En poste depuis cinq semaines, le nouveau pdg de l’Aéroport de Québec, Stéphane Poirier, a insisté sur le fait qu’il souhaitait entretenir de bonnes relations avec tous les intervenants de la région

L’Aéroport de Québec souhaite diminuer son fardeau fiscal [VIDÉO]

Parmi les cinq grands axes de développement que s’est donné le nouveau pdg de l’Aéroport Jean-Lesage, Stéphane Poirier, on compte la diminution des frais d’exploitation. Une diminution qui passe nécessairement par une baisse du fardeau fiscal de l’Aéroport, a-t-il déclaré jeudi en conférence de presse.

«Absolument!», a lancé le nouveau pdg lorsque questionné à savoir s’il allait demander une baisse de taxes à la Ville de Québec. «Mais on veut le faire ensemble. Vous savez, on paie à la Ville de Québec au-dessus de cinq millions $ en taxes et on n’a pas de service de la Ville», a expliqué M. Poirier, qui a occupé de 2000 à 2016 le poste de vice-président senior et directeur commercial à l’Aéroport de Calgary avant de passer chez Links Aviation et Honeywell-Aerospace.

M. Poirier a ajouté que les négociations étaient déjà entamées avec la Ville à ce sujet. «Je n’ai pas encore rencontré le maire, mais, by the way, le maire est quelqu’un que j’admire. Personne ne peut l’accuser de ne pas vouloir le développement de sa ville. J’ai très hâte de le rencontrer et c’est clair que ça [une baisse de taxes] fera partie de nos discussions.»

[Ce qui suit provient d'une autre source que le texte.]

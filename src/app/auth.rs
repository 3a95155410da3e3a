use anyhow::{anyhow, Result};
use argon2::password_hash::{PasswordHash, PasswordHasher, PasswordVerifier, SaltString};
use argon2::Argon2;
use pasetors::claims::{Claims, ClaimsValidationRules};
use pasetors::keys::SymmetricKey;
use pasetors::token::UntrustedToken;
use pasetors::{local, version4::V4, Local};
use sha2::{Digest, Sha256};
use sqlx::Row;
use time::{Duration, OffsetDateTime};
use uuid::Uuid;

use crate::domain::profile::Profile;
use crate::infra::db::Db;

#[derive(Debug, Clone)]
pub struct AuthSession {
    pub user_id: Uuid,
}

#[derive(Debug, Clone)]
pub struct TokenPair {
    pub access_token: String,
    pub refresh_token: String,
    pub access_expires_at: OffsetDateTime,
    pub refresh_expires_at: OffsetDateTime,
}

#[derive(Clone)]
pub struct AuthService {
    db: Db,
    access_key: [u8; 32],
    refresh_key: [u8; 32],
    access_ttl_minutes: u64,
    refresh_ttl_days: u64,
}

impl AuthService {
    pub fn new(
        db: Db,
        access_key: [u8; 32],
        refresh_key: [u8; 32],
        access_ttl_minutes: u64,
        refresh_ttl_days: u64,
    ) -> Self {
        Self {
            db,
            access_key,
            refresh_key,
            access_ttl_minutes,
            refresh_ttl_days,
        }
    }

    /// Registration creates the account and its profile row in one insert;
    /// a profile exists for every account from the moment it is created.
    pub async fn signup(
        &self,
        username: String,
        email: String,
        full_name: String,
        password: String,
    ) -> Result<Profile> {
        let password_hash = hash_password(&password)?;
        let row = sqlx::query(
            "INSERT INTO users (username, email, full_name, password_hash) \
             VALUES ($1, $2, $3, $4) \
             RETURNING id, username, email, full_name, bio, created_at, updated_at",
        )
        .bind(username)
        .bind(email)
        .bind(full_name)
        .bind(password_hash)
        .fetch_one(self.db.pool())
        .await?;

        Ok(profile_from_row(&row))
    }

    pub async fn login(&self, identifier: &str, password: &str) -> Result<Option<TokenPair>> {
        let row = sqlx::query(
            "SELECT id, password_hash \
             FROM users WHERE email = $1 OR username = $1",
        )
        .bind(identifier)
        .fetch_optional(self.db.pool())
        .await?;

        let row = match row {
            Some(row) => row,
            None => return Ok(None),
        };

        let user_id: Uuid = row.get("id");
        let password_hash: String = row.get("password_hash");
        if password_hash.is_empty() {
            return Ok(None);
        }

        if !verify_password(password, &password_hash)? {
            return Ok(None);
        }

        let tokens = self.issue_token_pair(user_id).await?;
        Ok(Some(tokens))
    }

    pub async fn refresh(&self, refresh_token: &str) -> Result<Option<TokenPair>> {
        let (user_id, refresh_id) = match self.verify_refresh_token(refresh_token) {
            Ok((user_id, refresh_id)) => (user_id, refresh_id),
            Err(_) => return Ok(None),
        };
        let token_hash = hash_token(refresh_token);

        let mut tx = self.db.pool().begin().await?;
        let row = sqlx::query(
            "SELECT id \
             FROM refresh_tokens \
             WHERE id = $1 \
               AND user_id = $2 \
               AND token_hash = $3 \
               AND revoked_at IS NULL \
               AND expires_at > now()",
        )
        .bind(refresh_id)
        .bind(user_id)
        .bind(&token_hash)
        .fetch_optional(&mut *tx)
        .await?;

        if row.is_none() {
            tx.rollback().await?;
            return Ok(None);
        }

        let tokens = self.issue_token_pair_with_tx(user_id, &mut tx).await?;
        sqlx::query(
            "UPDATE refresh_tokens \
             SET revoked_at = now(), replaced_by = $1 \
             WHERE id = $2 AND revoked_at IS NULL",
        )
        .bind(tokens.refresh_id)
        .bind(refresh_id)
        .execute(&mut *tx)
        .await?;

        tx.commit().await?;
        Ok(Some(tokens.pair))
    }

    pub async fn revoke_refresh_token(&self, refresh_token: &str) -> Result<bool> {
        let (user_id, refresh_id) = match self.verify_refresh_token(refresh_token) {
            Ok((user_id, refresh_id)) => (user_id, refresh_id),
            Err(_) => return Ok(false),
        };
        let token_hash = hash_token(refresh_token);

        let result = sqlx::query(
            "UPDATE refresh_tokens \
             SET revoked_at = now() \
             WHERE id = $1 AND user_id = $2 AND token_hash = $3 AND revoked_at IS NULL",
        )
        .bind(refresh_id)
        .bind(user_id)
        .bind(token_hash)
        .execute(self.db.pool())
        .await?;

        Ok(result.rows_affected() > 0)
    }

    pub async fn authenticate_access_token(&self, token: &str) -> Result<Option<AuthSession>> {
        let claims = match self.decrypt_claims(token, self.access_key)? {
            Some(claims) => claims,
            None => return Ok(None),
        };
        if !has_token_type(&claims, "access") {
            return Ok(None);
        }
        let user_id = claim_uuid(&claims, "sub")?;
        Ok(Some(AuthSession { user_id }))
    }

    pub async fn get_current_profile(&self, user_id: Uuid) -> Result<Option<Profile>> {
        let row = sqlx::query(
            "SELECT id, username, email, full_name, bio, created_at, updated_at \
             FROM users WHERE id = $1",
        )
        .bind(user_id)
        .fetch_optional(self.db.pool())
        .await?;

        Ok(row.map(|row| profile_from_row(&row)))
    }

    pub async fn issue_token_pair(&self, user_id: Uuid) -> Result<TokenPair> {
        let mut tx = self.db.pool().begin().await?;
        let tokens = self.issue_token_pair_with_tx(user_id, &mut tx).await?;
        tx.commit().await?;
        Ok(tokens.pair)
    }

    async fn issue_token_pair_with_tx(
        &self,
        user_id: Uuid,
        tx: &mut sqlx::Transaction<'_, sqlx::Postgres>,
    ) -> Result<IssuedTokens> {
        let (access_claims, access_expires_at) = self.build_access_claims(user_id)?;
        let access_key = SymmetricKey::<V4>::from(&self.access_key)?;
        let access_token = local::encrypt(&access_key, &access_claims, None, None)?;

        let refresh_id = Uuid::new_v4();
        let (refresh_claims, refresh_expires_at) = self.build_refresh_claims(user_id, refresh_id)?;
        let refresh_key = SymmetricKey::<V4>::from(&self.refresh_key)?;
        let refresh_token = local::encrypt(&refresh_key, &refresh_claims, None, None)?;
        let token_hash = hash_token(&refresh_token);

        sqlx::query(
            "INSERT INTO refresh_tokens (id, user_id, token_hash, expires_at) \
             VALUES ($1, $2, $3, $4)",
        )
        .bind(refresh_id)
        .bind(user_id)
        .bind(token_hash)
        .bind(refresh_expires_at)
        .execute(&mut **tx)
        .await?;

        Ok(IssuedTokens {
            refresh_id,
            pair: TokenPair {
                access_token,
                refresh_token,
                access_expires_at,
                refresh_expires_at,
            },
        })
    }

    fn decrypt_claims(&self, token: &str, key_bytes: [u8; 32]) -> Result<Option<Claims>> {
        let key = SymmetricKey::<V4>::from(&key_bytes)?;
        let mut rules = ClaimsValidationRules::new();
        rules.validate_issuer_with("marmite");
        rules.validate_audience_with("marmite");

        let untrusted = match UntrustedToken::<Local, V4>::try_from(token) {
            Ok(token) => token,
            Err(_) => return Ok(None),
        };
        let trusted = match local::decrypt(&key, &untrusted, &rules, None, None) {
            Ok(token) => token,
            Err(_) => return Ok(None),
        };
        Ok(trusted.payload_claims().cloned())
    }

    fn build_access_claims(&self, user_id: Uuid) -> Result<(Claims, OffsetDateTime)> {
        let duration = std::time::Duration::from_secs(self.access_ttl_minutes * 60);
        let mut claims = Claims::new_expires_in(&duration)?;
        claims.issuer("marmite")?;
        claims.audience("marmite")?;
        claims.subject(&user_id.to_string())?;
        claims.add_additional("typ", "access")?;
        let expires_at =
            OffsetDateTime::now_utc() + Duration::minutes(self.access_ttl_minutes as i64);
        Ok((claims, expires_at))
    }

    fn build_refresh_claims(
        &self,
        user_id: Uuid,
        refresh_id: Uuid,
    ) -> Result<(Claims, OffsetDateTime)> {
        let duration = std::time::Duration::from_secs(self.refresh_ttl_days * 24 * 60 * 60);
        let mut claims = Claims::new_expires_in(&duration)?;
        claims.issuer("marmite")?;
        claims.audience("marmite")?;
        claims.subject(&user_id.to_string())?;
        claims.token_identifier(&refresh_id.to_string())?;
        claims.add_additional("typ", "refresh")?;
        let expires_at = OffsetDateTime::now_utc() + Duration::days(self.refresh_ttl_days as i64);
        Ok((claims, expires_at))
    }

    fn verify_refresh_token(&self, token: &str) -> Result<(Uuid, Uuid)> {
        let claims = match self.decrypt_claims(token, self.refresh_key)? {
            Some(claims) => claims,
            None => return Err(anyhow!("invalid refresh token")),
        };
        if !has_token_type(&claims, "refresh") {
            return Err(anyhow!("invalid refresh token"));
        }
        let user_id = claim_uuid(&claims, "sub")?;
        let refresh_id = claim_uuid(&claims, "jti")?;
        Ok((user_id, refresh_id))
    }
}

struct IssuedTokens {
    refresh_id: Uuid,
    pair: TokenPair,
}

pub(crate) fn profile_from_row(row: &sqlx::postgres::PgRow) -> Profile {
    Profile {
        id: row.get("id"),
        username: row.get("username"),
        email: row.get("email"),
        full_name: row.get("full_name"),
        bio: row.get("bio"),
        created_at: row.get("created_at"),
        updated_at: row.get("updated_at"),
    }
}

fn hash_password(password: &str) -> Result<String> {
    let salt = SaltString::generate(&mut argon2::password_hash::rand_core::OsRng);
    let argon2 = Argon2::default();
    let hash = argon2
        .hash_password(password.as_bytes(), &salt)
        .map_err(|err| anyhow!("failed to hash password: {}", err))?;
    Ok(hash.to_string())
}

fn verify_password(password: &str, hash: &str) -> Result<bool> {
    let parsed = PasswordHash::new(hash)
        .map_err(|err| anyhow!("failed to parse password hash: {}", err))?;
    Ok(Argon2::default()
        .verify_password(password.as_bytes(), &parsed)
        .is_ok())
}

fn hash_token(token: &str) -> String {
    let mut hasher = Sha256::new();
    hasher.update(token.as_bytes());
    let digest = hasher.finalize();
    hex::encode(digest)
}

fn claim_uuid(claims: &Claims, name: &str) -> Result<Uuid> {
    let value = claims
        .get_claim(name)
        .and_then(|value| value.as_str())
        .ok_or_else(|| anyhow!("missing {} claim", name))?;
    Ok(Uuid::parse_str(value)?)
}

fn has_token_type(claims: &Claims, expected: &str) -> bool {
    claims
        .get_claim("typ")
        .and_then(|value| value.as_str())
        .map(|value| value == expected)
        .unwrap_or(false)
}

Le président du conseil d’administration de l’Aéroport de Québec, Jean-Claude Labbé, a ajouté que la Ville n’était pas nécessairement à blâmer, car les deux principaux aéroports québécois étaient désavantagés par rapport à leurs homologues du reste du Canada en raison des politiques fiscales de la province. «Ailleurs, ils paient de 0,60 $ à 1 $ par passager alors que chez nous et à l’Aéroport Pierre-Elliot-Trudeau, c’est plus de 3 $ par passager! On voudrait voir s’il n’y a pas moyen de changer ça», a-t-il expliqué.

Facture de 5,3 millions $

Ainsi, l’Aéroport de Québec paie annuellement 5,3 millions $ en taxes à la Ville de Québec, mais le gouvernement provincial l’a compensé au cours des deux dernières années en lui versant 2,5 millions $ en 2017 et la même somme en 2018 en compensations en lieu de taxes. «Nous ne voulons pas un congé de taxes, nous comprenons que la Ville a besoin de cet argent, mais si la Ville pouvait nous aider dans nos démarches auprès du gouvernement pour corriger un peu la situation. On veut travailler en harmonie avec tout le monde. On pourrait continuer à payer 5,3 millions $ à la Ville de Québec si le gouvernement du Québec nous remboursait davantage», a indiqué M. Labbé.

«Les compensations de 2,5 millions $ versées en 2017 et 2018 l’étaient en vertu d’une entente de cinq ans, mais il y a un nouveau gouvernement à Québec. Les discussions sont reprises sur le sujet», précise M. Labbé.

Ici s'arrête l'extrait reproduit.